そろそろ『PARK CITY』(マレビトの会/作・演出=松田正隆)が終わってひと月が立とうとしている。写真はびわ湖ホールでの公演のとき、舞台から客席を見たところだ。わたしは今回ドラマトゥルクとしてこの公演に関わった。その仕事内容を一言で言い表すのは難しいのだけれど、時間の許すかぎり、現場に立会って話し合いに参加し、あるいはテキストを執筆したりもした。
以下は公演当日に配布されたパンフレットに載せられた文章だが、公演が終わって資料をつくるとかでもう一度送りなおす必要があったときに加筆修正をしたもの。大切なのは、ここで語られていことは松田さんのことばではなく、わたし自身の見立てによるものだということ。ひとつの作品をつくるときに演出家以外の者が同じ作品を考え、違う見立てをしたり、しかしそれを含めて協同作業とみなす。パンフに文章を載せたりもする。それがわたしの仕事で、マレビトの会文芸部の一員とでも言うべきだろうか。

「公園」と呼ばれる都市のこと
 『PARK CITY』は広島を題材にした作品ですが、ここでは広島に実在する場所を挙げながらその題材と作品との関わりについて触れ、作品を鑑賞するための参考にしていただければと思います。
 「広島」と言えば原爆が投下された街、そして焼け野原から復興した「平和都市」のイメージ、場所としては原爆ドームをはじめとする平和記念公園の一帯を思い浮かべる人が多いのではないでしょうか。
 地図でご覧になると分かるのですが、平和記念公園をよく見ていると二等辺三角形が浮かんできます。原爆ドームを頂点に、平和大通りと平行になるように作られた平和資料館を底辺にする三角形です。戦後まもなく原爆ドームやその周辺を平和記念公園として整備するときにコンペティションが開かれ、建築家の丹下健三の案が採用されました。二等辺三角形はそこで提案されたものです。原爆投下でも崩壊しなかった原爆ドームを公園の一部として取り込んで、二等辺三角形を成すようにした建築物の配置。それは全体としての美しさはもちろんのこと、平和を祈願するにも十分な役割を果たす場所となり、平和記念公園の象徴性を確かなものにしました。一般に「広島」が「平和都市」として印象づいているのも、この象徴性によるところは大きいはずです。
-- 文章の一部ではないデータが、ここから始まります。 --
//! Spreadsheet ingestion: workbook loading and column mapping.

pub mod detect;
mod loader;
mod mapper;
mod table;

pub use detect::{detect_date_column, numeric_columns, suggest_value_column};
pub use loader::{load_sample, load_workbook, sample_table, DEFAULT_SAMPLE_PATH};
pub use mapper::{infer_date_format, map_columns, DateFormat, MappedRows};
pub use table::{CellValue, RawTable};
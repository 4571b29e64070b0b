//! Chart specification for the external UI framework.

use crate::core::{ForecastResult, TimeSeriesPoint};
use chrono::NaiveDate;
use serde::Serialize;

/// Which series a trace belongs to.
#[derive(Debug, Clone, Copy, PartialEq, Eq, Serialize)]
#[serde(rename_all = "lowercase")]
pub enum SeriesKind {
    Historical,
    Forecast,
}

/// Visual treatment of a trace.
#[derive(Debug, Clone, Copy, PartialEq, Eq, Serialize)]
#[serde(rename_all = "lowercase")]
pub enum LineStyle {
    Solid,
    Dashed,
}

/// One renderable trace on the shared time axis.
#[derive(Debug, Clone, PartialEq, Serialize)]
pub struct SeriesSpec {
    pub name: String,
    pub kind: SeriesKind,
    pub line: LineStyle,
    pub points: Vec<TimeSeriesPoint>,
}

/// A declarative two-series chart: historical (solid) and forecast (dashed).
#[derive(Debug, Clone, PartialEq, Serialize)]
pub struct ChartSpec {
    pub title: String,
    pub y_label: String,
    /// Date where the forecast takes over, for a vertical marker.
    pub forecast_start: NaiveDate,
    pub series: Vec<SeriesSpec>,
}

/// Build the chart specification for a forecast result.
///
/// The forecast trace repeats the last historical point so the two lines
/// connect visually.
pub fn chart_spec(result: &ForecastResult, value_label: &str) -> ChartSpec {
    let last = result.historical().last();

    let mut forecast_points = Vec::with_capacity(result.horizon() + 1);
    forecast_points.push(last);
    forecast_points.extend_from_slice(result.forecast());

    ChartSpec {
        title: format!("{value_label} — Historical vs Forecast"),
        y_label: value_label.to_string(),
        forecast_start: last.date,
        series: vec![
            SeriesSpec {
                name: "Historical".to_string(),
                kind: SeriesKind::Historical,
                line: LineStyle::Solid,
                points: result.historical().points().to_vec(),
            },
            SeriesSpec {
                name: "Forecast".to_string(),
                kind: SeriesKind::Forecast,
                line: LineStyle::Dashed,
                points: forecast_points,
            },
        ],
    }
}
 しかし「広島」と言えば「平和」、「平和」と言えば「広島」という図式のなかで、戦争という人間の暴力、都市の破壊と再生、それらが繰り返される歴史などを考えるときに、もちろんそれが誤っているということではないのですが、その図式での思考ではこぼれ落ちてしまうものがあるのではないか。笹岡啓子さんの写真シリーズ「PARK CITY」には同じ平和記念公園なのにいわゆる観光向けの写真とは違う姿を現す広島があり、そこに「こぼれ落ちたもの」が写し出されているように思われました。舞台作品『PARK CITY』の創作は笹岡さんの写真との出会いから始まりましたが、広島を別の視点から考えるために、まずはこの街を「平和都市」ではなく「PARK CITY」と呼ぶことにしたのです。
 一方、都市には建築だけではなく、そこに生きる住人がいます。先の「二等辺三角形」の頂点である原爆ドームから北の方へ進むと、いくつもの高層アパートがあります。いわゆる「基町高層アパート群」です。
 基町地域は原爆投下で焼け野原になりましたが、その後ここに多くの人がバラック小屋を建てて生活をするようになりました。公営住宅もありましたがその外側一帯が通称「原爆スラム」と呼ばれる住宅の密集地域でした。しかし広島市はこの地域を整備する計画によって不法占拠の状態にあった住宅を排除し、用意した住宅に住民を移動させます。規模が大きかったことや反対運動もあり、住宅の建設、住民の移動、公園の整備など今のカタチになるのに戦後30年余りの時間がかかりました。「原爆スラム」があったところが広大な公園となり、その面影は残っていません。
 「PARK CITY」には人々が集まるためにつくられた公園がある一方で、人々を立ち退かせてつくった公園もあります。公園ではかつて多くの人々が亡くなってそこは不在の場所となり、生き残った人々もそこに住むことを許されず立ち退かされてやはり不在の場所となる。例えば原爆スラムから移動した基町の人々は、公園となってしまったかつて住んだ土地を目の前にしながら、そのすぐ隣にあるアパート群で生活を営んでいくことになります。生活のなかに確かにある、けれども誰もいない場所。そこでは死者の記憶と生きる者の思いが交錯するばかりです。そうした「PARK」で成り立つ都市をこの作品では考えています。
 この「PARK CITY」はさまざまな角度から眺められます。その一つは「川からの広島」、広島を内側から水平に見る視線です。広島は地形としては川の街でもあり市内には六本の川が流れています。わたしたちは取材のために広島の街を歩いて回りましたが、元安川の遊覧船に乗ったとき、街の中で見るのとは違う「川から見える広島」に刺激を受けました。観光写真をはじめ広島のイメージの多くは、街の中で同じ地面の上に立って見た時の視線によってつくられており、それゆえ広島の街を語るときも地面の上から地面のモノを見るイメージになります。しかしこの川からの視線は地面の上から見られることに慣れてしまったこの街をその内側から見るまなざしであり、そこにはいつもとはまた違った街の風景が現れるのです。
 また、「空からの広島」「広島からの空」、広島を垂直に見る視線もあります。原爆は空から落下しました。当時の広島市民はそれが空からのものであることもすぐには分からなかったでしょう。何ごとかも分からないままに人々は命を失い街は破壊されたのです。広島に限らず戦渦にある市民はいつも空に不安を抱きます。空への恐怖。逆に爆弾を投下する者は空から街を見下ろします。このように垂直方向に行き来する視線にもわたしたちは注目しています。「PARK CITY」はこのように多角的に見られる街なのです。
 上に挙げたものが舞台作品『PARK CITY』のすべてではありませんが、作品をご覧いただく際の参考になればと思います。ただ、わたしたちは「PARK CITY」を広島だけの特殊な現象とは考えていませんし、この作品を単純な広島のドキュメントにするつもりもありません。確かに始まりは広島ですし、つねにこの作品は「広島」と関わり続けますが、長い歴史における人間の営みにかかわるものとして見たときに『PARK CITY』は地域や時代に特定されない射程を持つし、そうありたいと思っています。